The Appenzell, Chèvre d’Appenzell, Appenzellerziege, is a rare and endangered indigenous breed of white domestic goat from Switzerland. It originates in the "half-cantons" of the historic Appenzell region, Appenzell Ausserrhoden and Appenzell Innerrhoden, and has spread into the neighbouring Canton of St. Gallen.

== History ==

The Appenzeller originates in the "half-cantons" of the historic Appenzell region, Appenzell Ausserrhoden and Appenzell Innerrhoden. A goat-breeders' association, the Ziegenzuchtgenossenschaft Appenzell, was founded in Innerrhoden in February 1902, and another, the Ziegenzuchtgenossenschaft Urnäsch, in Ausserrhoden in 1914.

The Schweizerischer Ziegenzuchtverband, the Swiss federation of cantonal goat breeders' associations, runs a conservation and recovery project for the Appenzeller which includes financial support for breeders and a controlled breeding programme. In 2007 the conservation status of the breed was listed by the FAO as "endangered-maintained".
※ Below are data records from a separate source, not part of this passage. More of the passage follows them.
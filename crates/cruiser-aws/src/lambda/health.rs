//! Lambda gRPC health checking.
//!
//! Backends bridged over Lambda still speak the standard gRPC health
//! protocol; the check invokes `grpc.health.v1.Health/Check` through the
//! same API-Gateway envelope the bridge uses and records the outcome per
//! function.

use std::time::SystemTime;

use aws_lambda_events::apigw::ApiGatewayProxyRequest;
use base64::engine::general_purpose::STANDARD as BASE64;
use base64::Engine;
use cruiser_core::LambdaBackend;
use dashmap::DashMap;
use prost::Message;

use super::{decode_proxy_response, invoke_function};
use crate::AwsError;

/// `grpc.health.v1.HealthCheckRequest`.
#[derive(Clone, PartialEq, prost::Message)]
pub struct HealthCheckRequest {
    /// Service to check; `*` checks the whole server.
    #[prost(string, tag = "1")]
    pub service: String,
}

/// `grpc.health.v1.HealthCheckResponse`.
#[derive(Clone, PartialEq, prost::Message)]
pub struct HealthCheckResponse {
    /// Reported serving status.
    #[prost(enumeration = "ServingStatus", tag = "1")]
    pub status: i32,
}

/// Serving status reported by the health protocol.
#[derive(Clone, Copy, Debug, PartialEq, Eq, prost::Enumeration)]
#[repr(i32)]
pub enum ServingStatus {
    /// Unknown.
    Unknown = 0,
    /// Serving.
    Serving = 1,
    /// Not serving.
    NotServing = 2,
    /// The requested service is unknown to the server.
    ServiceUnknown = 3,
}

/// One recorded health observation.
#[derive(Debug, Clone)]
pub struct BackendHealth {
    /// Whether the backend reported `SERVING`.
    pub healthy: bool,
    /// When the observation was made.
    pub checked_at: SystemTime,
}

/// Health observations keyed by `function:qualifier`.
#[derive(Debug, Default)]
pub struct HealthRegistry {
    entries: DashMap<String, BackendHealth>,
}

impl HealthRegistry {
    /// Create an empty registry.
    pub fn new() -> Self {
        Self::default()
    }

    /// Record an observation for a backend.
    pub fn record(&self, backend: &LambdaBackend, healthy: bool) {
        self.entries.insert(
            registry_key(backend),
            BackendHealth {
                healthy,
                checked_at: SystemTime::now(),
            },
        );
    }

    /// The latest observation for a backend, if any.
    pub fn status(&self, backend: &LambdaBackend) -> Option<BackendHealth> {
        self.entries.get(&registry_key(backend)).map(|e| e.clone())
    }

    /// Number of backends with an observation.
    pub fn len(&self) -> usize {
        self.entries.len()
    }

    /// Whether no backend has been observed yet.
    pub fn is_empty(&self) -> bool {
        self.entries.is_empty()
    }
}

fn registry_key(backend: &LambdaBackend) -> String {
    format!("{}:{}", backend.function_name, backend.qualifier)
}

/// Invoke the function's health endpoint and report whether it serves.
pub async fn check_lambda(
    client: &aws_sdk_lambda::Client,
    backend: &LambdaBackend,
) -> Result<bool, AwsError> {
    let check = HealthCheckRequest {
        service: "*".to_owned(),
    };
    let envelope = ApiGatewayProxyRequest {
        http_method: http::Method::POST,
        path: Some("grpc.health.v1.Health/Check".to_owned()),
        body: Some(BASE64.encode(check.encode_to_vec())),
        is_base64_encoded: true,
        ..Default::default()
    };
    let payload = serde_json::to_vec(&envelope).map_err(AwsError::EncodePayload)?;

    let response_payload = invoke_function(
        client,
        &backend.function_name,
        &backend.qualifier,
        payload,
    )
    .await?;
    let (_, body) = decode_proxy_response(&response_payload)?;

    let response = HealthCheckResponse::decode(body.as_slice())?;
    Ok(response.status == ServingStatus::Serving as i32)
}
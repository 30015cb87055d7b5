//! Generic keyed dependency graph with topological sort.
//!
//! Nodes are keyed by a caller-supplied extractor so values can reference
//! each other by name instead of by pointer; the graph only lives for the
//! duration of a build.

use std::collections::{HashMap, HashSet};

/// A directed graph keyed by a caller-supplied key extractor.
///
/// Edges point from a dependent value to its dependency
/// (`add_edge(child, parent)`), and [`topological_sort`] emits dependencies
/// before dependents, so a parent is always emitted before its children.
///
/// Cycles are not expected in valid input. If one is present the sort still
/// terminates via the visited set, but the order among cycle members is
/// unspecified.
///
/// [`topological_sort`]: DependencyGraph::topological_sort
#[derive(Debug)]
pub struct DependencyGraph<T> {
    nodes: HashMap<String, GraphNode<T>>,
    /// Insertion order, so sort output is deterministic for unrelated nodes.
    order: Vec<String>,
    key_of: fn(&T) -> &str,
}

#[derive(Debug)]
struct GraphNode<T> {
    value: T,
    dependencies: Vec<String>,
}

impl<T> DependencyGraph<T> {
    /// Create an empty graph with the given key extractor.
    pub fn new(key_of: fn(&T) -> &str) -> Self {
        Self {
            nodes: HashMap::new(),
            order: Vec::new(),
            key_of,
        }
    }

    /// Number of nodes currently in the graph.
    pub fn len(&self) -> usize {
        self.nodes.len()
    }

    /// Whether the graph has no nodes.
    pub fn is_empty(&self) -> bool {
        self.nodes.is_empty()
    }

    /// Remove every node and edge.
    pub fn clear(&mut self) {
        self.nodes.clear();
        self.order.clear();
    }

    /// Add a standalone node. Adding an already-present key is a no-op.
    pub fn add_node(&mut self, value: T) {
        self.insert(value);
    }

    /// Add an edge `from -> to`, recording that `from` depends on `to`.
    ///
    /// Both nodes are created if absent.
    pub fn add_edge(&mut self, from: T, to: T) {
        let to_key = self.insert(to);
        let from_key = self.insert(from);
        let node = self
            .nodes
            .get_mut(&from_key)
            .expect("node inserted above");
        if !node.dependencies.contains(&to_key) {
            node.dependencies.push(to_key);
        }
    }

    fn insert(&mut self, value: T) -> String {
        let key = (self.key_of)(&value).to_owned();
        if !self.nodes.contains_key(&key) {
            self.order.push(key.clone());
            self.nodes.insert(
                key.clone(),
                GraphNode {
                    value,
                    dependencies: Vec::new(),
                },
            );
        }
        key
    }

    /// Return all values ordered so that every dependency precedes its
    /// dependents.
    ///
    /// Depth-first post-order: a node is emitted after everything it depends
    /// on, so for the route graph a parent is always emitted before any of
    /// its children.
    pub fn topological_sort(&self) -> Vec<T>
    where
        T: Clone,
    {
        let mut result = Vec::with_capacity(self.nodes.len());
        let mut visited = HashSet::with_capacity(self.nodes.len());

        for key in &self.order {
            self.visit(key, &mut visited, &mut result);
        }

        result
    }

    fn visit(&self, key: &str, visited: &mut HashSet<String>, out: &mut Vec<T>)
    where
        T: Clone,
    {
        if visited.contains(key) {
            return;
        }
        visited.insert(key.to_owned());

        let Some(node) = self.nodes.get(key) else {
            return;
        };
        for dependency in &node.dependencies {
            self.visit(dependency, visited, out);
        }

        out.push(node.value.clone());
    }
}

#[cfg(test)]
mod tests {
    use super::*;

    fn graph() -> DependencyGraph<(&'static str, &'static str)> {
        // (name, payload) pairs keyed by name.
        DependencyGraph::new(|v| v.0)
    }

    fn position(sorted: &[(&str, &str)], name: &str) -> usize {
        sorted
            .iter()
            .position(|(n, _)| *n == name)
            .unwrap_or_else(|| panic!("{name} missing from sort output"))
    }

    #[test]
    fn single_node() {
        let mut g = graph();
        g.add_node(("a", "payload"));
        let sorted = g.topological_sort();
        assert_eq!(sorted, vec![("a", "payload")]);
    }

    #[test]
    fn add_node_idempotent() {
        let mut g = graph();
        g.add_node(("a", "first"));
        g.add_node(("a", "second"));
        assert_eq!(g.len(), 1);
        assert_eq!(g.topological_sort(), vec![("a", "first")]);
    }

    #[test]
    fn dependency_emitted_before_dependent() {
        let mut g = graph();
        g.add_edge(("child", ""), ("parent", ""));
        let sorted = g.topological_sort();
        assert!(position(&sorted, "parent") < position(&sorted, "child"));
    }

    #[test]
    fn chain_is_fully_ordered() {
        let mut g = graph();
        g.add_edge(("c", ""), ("b", ""));
        g.add_edge(("b", ""), ("a", ""));
        let sorted = g.topological_sort();
        assert!(position(&sorted, "a") < position(&sorted, "b"));
        assert!(position(&sorted, "b") < position(&sorted, "c"));
    }

    #[test]
    fn diamond_dependencies() {
        let mut g = graph();
        g.add_edge(("left", ""), ("root", ""));
        g.add_edge(("right", ""), ("root", ""));
        g.add_edge(("leaf", ""), ("left", ""));
        g.add_edge(("leaf", ""), ("right", ""));
        let sorted = g.topological_sort();
        assert_eq!(sorted.len(), 4);
        assert!(position(&sorted, "root") < position(&sorted, "left"));
        assert!(position(&sorted, "root") < position(&sorted, "right"));
        assert!(position(&sorted, "left") < position(&sorted, "leaf"));
        assert!(position(&sorted, "right") < position(&sorted, "leaf"));
    }

    #[test]
    fn cycle_terminates() {
        let mut g = graph();
        g.add_edge(("a", ""), ("b", ""));
        g.add_edge(("b", ""), ("a", ""));
        // Order among cycle members is unspecified; the sort must still
        // terminate and emit each node exactly once.
        let sorted = g.topological_sort();
        assert_eq!(sorted.len(), 2);
    }

    #[test]
    fn clear_empties_graph() {
        let mut g = graph();
        g.add_edge(("child", ""), ("parent", ""));
        assert!(!g.is_empty());
        g.clear();
        assert!(g.is_empty());
        assert!(g.topological_sort().is_empty());
    }
}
In 2005, the Appenzell breed represented approximately 4.2% of the total registered Swiss goat population of about 70,000 head. At the end of 2013 a population of 1900–2000 was reported to DAD-IS; in 2021 the population was reported to be between 1233 and 4167, with 77 breeding males.

In the 1920s, the Appenzeller was cross-bred with the Saanen to create the composite Zürcher Ziege in the area of Zurich and Thurgau. A herd-book was started in 1926; in 1938, the remaining stock was merged into the Appenzeller. The Appenzeller also contributed to the development of the Toggenburg.

== Characteristics ==

The Appenzeller is completely white, with a medium-long to long hair coat. It is usually polled; horned animals are accepted. The milk yield averages just over 800 kg per year.